(EXERCISE MATERIALS begins)

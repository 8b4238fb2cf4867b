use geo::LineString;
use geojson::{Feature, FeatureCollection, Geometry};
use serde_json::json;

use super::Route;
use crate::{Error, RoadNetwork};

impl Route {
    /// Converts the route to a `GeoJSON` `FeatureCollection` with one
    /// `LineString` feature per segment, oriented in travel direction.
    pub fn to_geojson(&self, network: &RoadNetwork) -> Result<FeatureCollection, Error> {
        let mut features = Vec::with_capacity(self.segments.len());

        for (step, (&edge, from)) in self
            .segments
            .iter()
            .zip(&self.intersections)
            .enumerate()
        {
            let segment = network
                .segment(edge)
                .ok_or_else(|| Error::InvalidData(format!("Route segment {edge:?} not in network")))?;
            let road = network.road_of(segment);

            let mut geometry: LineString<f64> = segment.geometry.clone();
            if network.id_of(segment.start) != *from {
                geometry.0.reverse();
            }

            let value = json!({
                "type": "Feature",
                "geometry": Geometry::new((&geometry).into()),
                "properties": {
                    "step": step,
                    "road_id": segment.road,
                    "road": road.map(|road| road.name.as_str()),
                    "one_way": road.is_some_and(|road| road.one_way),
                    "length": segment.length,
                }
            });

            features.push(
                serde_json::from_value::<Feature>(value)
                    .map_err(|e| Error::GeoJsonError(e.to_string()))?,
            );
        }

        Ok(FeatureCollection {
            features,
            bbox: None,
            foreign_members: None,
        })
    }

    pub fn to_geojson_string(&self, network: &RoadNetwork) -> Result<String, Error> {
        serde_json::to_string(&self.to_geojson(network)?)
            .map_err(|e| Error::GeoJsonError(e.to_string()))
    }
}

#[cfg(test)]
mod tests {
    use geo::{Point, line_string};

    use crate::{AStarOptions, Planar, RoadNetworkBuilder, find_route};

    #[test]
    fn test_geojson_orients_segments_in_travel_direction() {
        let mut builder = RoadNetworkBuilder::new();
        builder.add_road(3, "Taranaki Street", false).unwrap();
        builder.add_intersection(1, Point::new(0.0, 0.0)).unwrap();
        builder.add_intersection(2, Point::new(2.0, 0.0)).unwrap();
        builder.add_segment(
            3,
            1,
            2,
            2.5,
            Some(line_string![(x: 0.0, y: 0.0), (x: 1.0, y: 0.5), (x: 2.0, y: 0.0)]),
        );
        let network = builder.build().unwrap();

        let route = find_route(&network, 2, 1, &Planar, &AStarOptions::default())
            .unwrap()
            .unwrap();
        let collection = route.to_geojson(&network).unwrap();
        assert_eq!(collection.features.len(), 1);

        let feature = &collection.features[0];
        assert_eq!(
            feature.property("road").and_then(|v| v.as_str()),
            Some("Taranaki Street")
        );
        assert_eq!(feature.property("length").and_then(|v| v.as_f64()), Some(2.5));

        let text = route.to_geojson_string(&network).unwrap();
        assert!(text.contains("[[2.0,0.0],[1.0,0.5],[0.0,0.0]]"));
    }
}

(EXERCISE MATERIALS ends)
(EXERCISE MATERIALS begins)

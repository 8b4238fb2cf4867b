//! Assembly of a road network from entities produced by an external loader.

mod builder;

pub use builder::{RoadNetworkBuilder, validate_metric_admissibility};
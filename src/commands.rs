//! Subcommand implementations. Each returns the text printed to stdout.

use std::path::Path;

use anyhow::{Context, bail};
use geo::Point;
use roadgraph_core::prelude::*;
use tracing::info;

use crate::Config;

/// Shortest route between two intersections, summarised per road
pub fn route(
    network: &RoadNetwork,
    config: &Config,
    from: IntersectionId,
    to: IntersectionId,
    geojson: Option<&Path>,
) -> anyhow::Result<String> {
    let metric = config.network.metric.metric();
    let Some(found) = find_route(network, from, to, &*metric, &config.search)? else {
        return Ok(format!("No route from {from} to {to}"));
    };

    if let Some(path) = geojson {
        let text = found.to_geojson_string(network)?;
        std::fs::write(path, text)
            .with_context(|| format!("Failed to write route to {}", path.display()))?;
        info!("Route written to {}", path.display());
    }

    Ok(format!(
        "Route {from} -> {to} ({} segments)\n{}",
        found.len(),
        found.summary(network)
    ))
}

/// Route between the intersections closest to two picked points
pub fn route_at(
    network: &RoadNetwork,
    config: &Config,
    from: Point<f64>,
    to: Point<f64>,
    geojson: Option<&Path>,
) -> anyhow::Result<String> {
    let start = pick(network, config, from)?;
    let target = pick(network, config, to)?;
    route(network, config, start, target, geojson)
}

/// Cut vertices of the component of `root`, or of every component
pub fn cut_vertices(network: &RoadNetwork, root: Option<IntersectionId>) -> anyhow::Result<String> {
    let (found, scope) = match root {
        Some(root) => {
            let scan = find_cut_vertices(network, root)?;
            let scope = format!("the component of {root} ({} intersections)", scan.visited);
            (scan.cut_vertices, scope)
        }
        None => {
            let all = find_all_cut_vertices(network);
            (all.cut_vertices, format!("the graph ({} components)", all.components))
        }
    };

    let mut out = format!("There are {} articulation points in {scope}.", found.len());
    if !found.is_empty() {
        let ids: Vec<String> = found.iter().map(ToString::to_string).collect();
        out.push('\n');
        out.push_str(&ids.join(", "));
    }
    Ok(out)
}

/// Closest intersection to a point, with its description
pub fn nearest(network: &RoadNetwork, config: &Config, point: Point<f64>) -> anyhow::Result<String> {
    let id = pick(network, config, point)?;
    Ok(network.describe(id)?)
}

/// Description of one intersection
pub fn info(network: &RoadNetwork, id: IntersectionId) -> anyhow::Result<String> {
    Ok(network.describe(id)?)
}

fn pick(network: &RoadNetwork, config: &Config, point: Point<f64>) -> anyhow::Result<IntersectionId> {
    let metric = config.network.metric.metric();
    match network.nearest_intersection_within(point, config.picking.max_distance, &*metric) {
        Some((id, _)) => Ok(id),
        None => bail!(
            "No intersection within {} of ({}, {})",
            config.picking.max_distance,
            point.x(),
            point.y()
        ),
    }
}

(EXERCISE MATERIALS ends)

■ WORK REQUIRED
Where does the string "FeatureCollection" appear in the records above? Show every line that holds it.

■ ANSWER BOX
use geojson::{Feature, FeatureCollection, Geometry};
    /// Converts the route to a `GeoJSON` `FeatureCollection` with one
    pub fn to_geojson(&self, network: &RoadNetwork) -> Result<FeatureCollection, Error> {
        Ok(FeatureCollection {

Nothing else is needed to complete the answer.